In [1]:
import pandas as pd
import numpy as np

# Beautiful Soup Refresher


## First: HTTP Response Codes

- 1XX - Informational
- 2XX - Success
- 3XX - Redirection
- 4XX - Client Error
- 5XX - Server Error

### Response Codes - The Greatest Hits

- **200 - OK** - The requested action was successfully executed
- **301 - Moved Permanently** - The resource has been relocated (and will not be back, so please stop asking me)
- **400 - Bad Request** - The the client request is malformed in some way
- **403 - Forbidden** - The requesting client (i.e. you) does not have permission to view the resource
- **404 - Not Found** - The resource can't be found at the moment (may be in the future, so check back later)
- **405 - Method Not Allowed** - Used GET when only POST was applicable for example
- **418 - I'm a teapot** - For when the server is a teapot
- **420 - NOT an HTTP code** - you're thinking of something else
- **429 - Too Many Requests** - They're on to you, and if you keep it up, they'll block you permenantly
- **500 - Internal Server Error** -Some non-specific bad happened on their end
- **502 - Bad Gateway** - The server was waiting on another resource and it ended badly
- **503 - Service Unavailable** - The server is overloaded or down at the moment

In [2]:
import requests

In [3]:
r = requests.get('http://news.ycombinator.com')

## We can check the response code

In [4]:
r

<Response [200]>

## DOM

> The Document Object Model (DOM) is a programming interface for HTML and XML documents.

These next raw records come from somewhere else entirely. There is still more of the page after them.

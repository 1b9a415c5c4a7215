use orgatlas_core::db::migrations::latest_version;
use orgatlas_core::db::{open_db, open_db_in_memory, DbError};
use orgatlas_core::{RepoError, SqliteBuildingRepository};
use rusqlite::Connection;

const DIRECTORY_TABLES: &[&str] = &[
    "buildings",
    "activities",
    "phones",
    "organizations",
    "organization_activities",
    "organization_phones",
];

#[test]
fn open_db_in_memory_applies_all_migrations() {
    let conn = open_db_in_memory().unwrap();

    assert_eq!(schema_version(&conn), latest_version());
    for table in DIRECTORY_TABLES {
        assert_table_exists(&conn, table);
    }
}

#[test]
fn opened_connection_enforces_foreign_keys() {
    let conn = open_db_in_memory().unwrap();

    let enabled: i64 = conn
        .query_row("PRAGMA foreign_keys;", [], |row| row.get(0))
        .unwrap();
    assert_eq!(enabled, 1);

    let err = conn
        .execute(
            "INSERT INTO organizations (name, building_id) VALUES ('Ghost', 42);",
            [],
        )
        .unwrap_err();
    assert!(err.to_string().contains("FOREIGN KEY"), "got {err}");
}

#[test]
fn opening_same_database_twice_is_idempotent() {
    let dir = tempfile::tempdir().unwrap();
    let path = dir.path().join("orgatlas.sqlite3");

    let conn_first = open_db(&path).unwrap();
    assert_eq!(schema_version(&conn_first), latest_version());
    conn_first
        .execute(
            "INSERT INTO buildings (address, latitude, longitude) VALUES ('Kept', 1.0, 2.0);",
            [],
        )
        .unwrap();
    drop(conn_first);

    let conn_second = open_db(&path).unwrap();
    assert_eq!(schema_version(&conn_second), latest_version());
    let count: i64 = conn_second
        .query_row("SELECT COUNT(*) FROM buildings;", [], |row| row.get(0))
        .unwrap();
    assert_eq!(count, 1);
}

#[test]
fn opening_database_with_newer_schema_version_returns_error() {
    let dir = tempfile::tempdir().unwrap();
    let path = dir.path().join("future.sqlite3");

    let conn = Connection::open(&path).unwrap();
    conn.execute_batch("PRAGMA user_version = 999;").unwrap();
    drop(conn);

    let err = open_db(&path).unwrap_err();
    match err {
        DbError::UnsupportedSchemaVersion {
            db_version,
            latest_supported,
        } => {
            assert_eq!(db_version, 999);
            assert_eq!(latest_supported, latest_version());
        }
        other => panic!("unexpected error: {other}"),
    }
}

#[test]
fn repositories_reject_unmigrated_connection() {
    let conn = Connection::open_in_memory().unwrap();

    match SqliteBuildingRepository::try_new(&conn) {
        Err(RepoError::UninitializedConnection {
            expected_version,
            actual_version,
        }) => {
            assert_eq!(expected_version, latest_version());
            assert_eq!(actual_version, 0);
        }
        Err(other) => panic!("unexpected error: {other}"),
        Ok(_) => panic!("unmigrated connection must be rejected"),
    }
}

#[test]
fn repositories_reject_connection_missing_tables() {
    let conn = Connection::open_in_memory().unwrap();
    conn.execute_batch(&format!("PRAGMA user_version = {};", latest_version()))
        .unwrap();

    match SqliteBuildingRepository::try_new(&conn) {
        Err(RepoError::MissingRequiredTable(table)) => assert_eq!(table, "buildings"),
        Err(other) => panic!("unexpected error: {other}"),
        Ok(_) => panic!("connection without tables must be rejected"),
    }
}

fn schema_version(conn: &Connection) -> u32 {
    conn.query_row("PRAGMA user_version;", [], |row| row.get(0))
        .unwrap()
}

fn assert_table_exists(conn: &Connection, table_name: &str) {
    let exists: i64 = conn
        .query_row(
            "SELECT EXISTS(
                SELECT 1
                FROM sqlite_master
                WHERE type = 'table' AND name = ?1
            );",
            [table_name],
            |row| row.get(0),
        )
        .unwrap();
    assert_eq!(exists, 1, "table {table_name} does not exist");
}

It provides a structured representation of the document and it defines a way that the structure can be accessed from programs so that they can change the document structure, style and content. The DOM provides a representation of the document as a structured group of nodes and objects that have properties and methods. Essentially, it connects web pages to scripts or programming languages.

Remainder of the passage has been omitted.